Читаем Нравственность есть Правда полностью

Есть у Льва Толстого рассказ «Три смерти». Гениальный рассказ с огромной мыслью: все вечно живет и вечно умирает — по-разному только. Допустим, что у кого-то зачесались руки — поставить рассказ. С этой целью внимательно прочитаем хотя бы первую главу рассказа и прикинем, что приблизительно будет на экране. Мое построение весьма и весьма хрупко: пять разных режиссеров сделают пять разных фильмов. Возможно, среди них будет один очень неплохой. Вот на этот, неплохой, — сколько нас хватит, — и будем оглядываться.

В карете едет смертельно больная госпожа, с ней — горничная Матрена, «глянцевито-румяная и полная». Сзади, в коляске, едут: муж больной и доктор. Лакей, ямщики.

Чахоточная больная, как все они, видно, убеждена, что за границей, поехай она туда раньше, она «была бы совсем здорова». И теперь она рвется туда душой, верит, что будет здорова там. Муж (а ему убедительно советует доктор) робко пытается отговорить жену от столь рискованной поездки теперь, в сырость и бездорожье, но тщетно. Больная раздражается, злится, мысль о смерти приводит ее в холодный ужас, для нее сейчас не существуют ни дети, ни муж, ни жизнь других людей вокруг. Ее раздражает, что они все здоровы («Дети здоровы, а я нет». «А сам ест» — о муже), что ямщики переговариваются «сильными, веселыми голосами». Сам Толстой так говорит о ней в письме к А. А. Толстой от I мая 1858 года: «Барыня жалка и гадка, потому что лгала всю жизнь и лжет перед смертью».

Толстой не боится посадить рядом с худой и бледной госпожой полнотелую, крепкую Матрену, чья «высокая грудь, покрытая ковровым платком, дышала здоровьем». Мы бы теперь убоялись лобовой контрастности, а он эту контрастность, где можно, всячески подчеркивает. И у него это — так и надо.

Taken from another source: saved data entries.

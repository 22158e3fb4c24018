use fixed::types::I32F32;

#[derive(Debug, Clone, Copy, PartialEq, PartialOrd)]
pub struct Pt(I32F32);

impl Pt {
    pub const ZERO: Pt = Pt(I32F32::from_bits(0));

    pub fn from_f32(value: f32) -> Pt {
        if !value.is_finite() {
            return Pt::ZERO;
        }
        let milli = (value as f64 * 1000.0).round();
        let milli = milli.clamp(i64::MIN as f64, i64::MAX as f64) as i64;
        Pt::from_milli_i64(milli)
    }

    pub fn from_mm(mm: f32) -> Pt {
        Pt::from_f32(mm * 72.0 / 25.4)
    }

    pub fn to_f32(self) -> f32 {
        self.0.to_num()
    }

    pub fn to_milli_i64(self) -> i64 {
        let bits = self.0.to_bits() as i128;
        let denom = 1i128 << 32;
        let scaled = bits * 1000;
        let adj = if scaled >= 0 { denom / 2 } else { -denom / 2 };
        let milli = (scaled + adj) / denom;
        milli.clamp(i64::MIN as i128, i64::MAX as i128) as i64
    }

    pub fn max(self, other: Pt) -> Pt {
        if self >= other { self } else { other }
    }

    pub fn min(self, other: Pt) -> Pt {
        if self <= other { self } else { other }
    }

    pub fn from_milli_i64(milli: i64) -> Pt {
        Pt::from_milli_i128(milli as i128)
    }

    fn from_milli_i128(milli: i128) -> Pt {
        let denom = 1i128 << 32;
        let adj = if milli >= 0 { 500 } else { -500 };
        let bits = (milli * denom + adj) / 1000;
        let bits = bits.clamp(i64::MIN as i128, i64::MAX as i128) as i64;
        Pt(I32F32::from_bits(bits))
    }
}

impl std::ops::Add for Pt {
    type Output = Pt;
    fn add(self, rhs: Pt) -> Pt {
        Pt::from_milli_i128(self.to_milli_i64() as i128 + rhs.to_milli_i64() as i128)
    }
}

impl std::ops::AddAssign for Pt {
    fn add_assign(&mut self, rhs: Pt) {
        *self = *self + rhs;
    }
}

impl std::ops::Sub for Pt {
    type Output = Pt;
    fn sub(self, rhs: Pt) -> Pt {
        Pt::from_milli_i128(self.to_milli_i64() as i128 - rhs.to_milli_i64() as i128)
    }
}

impl std::ops::SubAssign for Pt {
    fn sub_assign(&mut self, rhs: Pt) {
        *self = *self - rhs;
    }
}

impl std::ops::Mul<i32> for Pt {
    type Output = Pt;
    fn mul(self, rhs: i32) -> Pt {
        let milli = self.to_milli_i64() as i128;
        Pt::from_milli_i128(milli.saturating_mul(rhs as i128))
    }
}

impl std::ops::Div<i32> for Pt {
    type Output = Pt;
    fn div(self, rhs: i32) -> Pt {
        if rhs == 0 {
            return Pt::ZERO;
        }
        let num = self.to_milli_i64() as i128;
        let den = rhs as i128;
        let half = den.abs() / 2;
        let value = if num >= 0 {
            (num + half) / den
        } else {
            -(((-num) + half) / den)
        };
        Pt::from_milli_i128(value)
    }
}

impl std::ops::Mul<f32> for Pt {
    type Output = Pt;
    fn mul(self, rhs: f32) -> Pt {
        if !rhs.is_finite() {
            return Pt::ZERO;
        }
        Pt::from_f32(self.to_f32() * rhs)
    }
}

impl std::ops::Neg for Pt {
    type Output = Pt;
    fn neg(self) -> Pt {
        Pt::from_milli_i128(-(self.to_milli_i64() as i128))
    }
}

impl std::iter::Sum for Pt {
    fn sum<I: Iterator<Item = Pt>>(iter: I) -> Pt {
        iter.fold(Pt::ZERO, |acc, v| acc + v)
    }
}

#[derive(Debug, Clone, Copy, PartialEq)]
pub struct Size {
    pub width: Pt,
    pub height: Pt,
}

impl Size {
    pub fn a4() -> Self {
        Self {
            width: Pt::from_f32(595.28),
            height: Pt::from_f32(841.89),
        }
    }

    pub fn from_mm(width_mm: f32, height_mm: f32) -> Self {
        Self {
            width: Pt::from_mm(width_mm),
            height: Pt::from_mm(height_mm),
        }
    }
}

#[derive(Debug, Clone, Copy, PartialEq)]
pub struct Rect {
    pub x: Pt,
    pub y: Pt,
    pub width: Pt,
    pub height: Pt,
}

#[derive(Debug, Clone, Copy, PartialEq)]
pub struct Margins {
    pub top: Pt,
    pub right: Pt,
    pub bottom: Pt,
    pub left: Pt,
}

impl Margins {
    pub fn all_mm(mm: f32) -> Self {
        let v = Pt::from_mm(mm);
        Self {
            top: v,
            right: v,
            bottom: v,
            left: v,
        }
    }

    pub fn content_rect(&self, page: Size) -> Rect {
        Rect {
            x: self.left,
            y: self.top,
            width: page.width - self.left - self.right,
            height: page.height - self.top - self.bottom,
        }
    }
}

#[derive(Debug, Clone, Copy, PartialEq)]
pub struct Color {
    pub r: f32,
    pub g: f32,
    pub b: f32,
}

impl Color {
    pub const BLACK: Color = Color {
        r: 0.0,
        g: 0.0,
        b: 0.0,
    };

    pub const WHITE: Color = Color {
        r: 1.0,
        g: 1.0,
        b: 1.0,
    };

    pub fn rgb(r: f32, g: f32, b: f32) -> Self {
        Self { r, g, b }
    }

    pub const fn hex(value: u32) -> Self {
        Self {
            r: ((value >> 16) & 0xff) as f32 / 255.0,
            g: ((value >> 8) & 0xff) as f32 / 255.0,
            b: (value & 0xff) as f32 / 255.0,
        }
    }

    pub fn to_rgb8(self) -> [u8; 3] {
        let channel = |v: f32| (v.clamp(0.0, 1.0) * 255.0).round() as u8;
        [channel(self.r), channel(self.g), channel(self.b)]
    }

    pub fn to_css(self) -> String {
        let [r, g, b] = self.to_rgb8();
        format!("#{r:02x}{g:02x}{b:02x}")
    }
}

Полная Матрена старается как можно меньше занимать места в карете, жмется в угол, подобрала ноги… Чутьем здорового, но забитого и темного существа она угадывает, что злит своим здоровьем больную барыню. Та действительно злится. «Опять, — сказала она, нервически отталкивая красивой худощавой рукой конец салопа горничной, чуть-чуть прикасавшийся к ее ноге, и рот ее болезненно изогнулся». Толстой исподволь, но откровенно восстанавливает нас против барыни. Мы на экране должны делать то же самое. Я говорил о резкой контрастности фигур, сидящих в карете, которая не мешает Толстому. Посмотрим, как они будут выглядеть у нас. Вот — появились. Минута-две, и зритель понял: одна больна, другая здорова, одна — госпожа, другая — ее служанка. Барыня нервничает — понятно: больна. Все. Надо, чтобы они что-то делали, а то скучно. Ну, еще раз покажем на общем плане карету. Тут опять странность: казалось бы, кинематографу и карты в руки, чтобы создать иллюзию движения. Столько возможностей, столько всяких способов! У писателя — слово, предложение: «Параллельные широкие следы шин ровно и шибко стлались по известковой грязи дороги». Как ни изворачивайся — залезь под карету, снимай самые колеса, снимай сбоку, сверху, сзади, снимай убегающую назад дорогу, снимай крупно, средне, общо, снимай с рук, с крана, с черта рогатого — такого движения, какое всем нутром ощущается в рассказе, в кино не будет. Будет что-то привычно мелькать, вертеться, трястись. В рассказе — это плавное, сильное (четверка), здоровое движение — сытые ямские кони, молодой ямщик, лакей, которому от избытка душевного спокойствия сладко дремлется на козлах. И здесь опять невольная мысль: все это мощное, скорое движение возникло от того, что в центре его — властное, умирающее, обозленное существо. Все, стало быть, можно подчинить себе, заставить сильные силы «шибко» нести себя, а… и т. д. Точное, горькое столкновение сил жизни.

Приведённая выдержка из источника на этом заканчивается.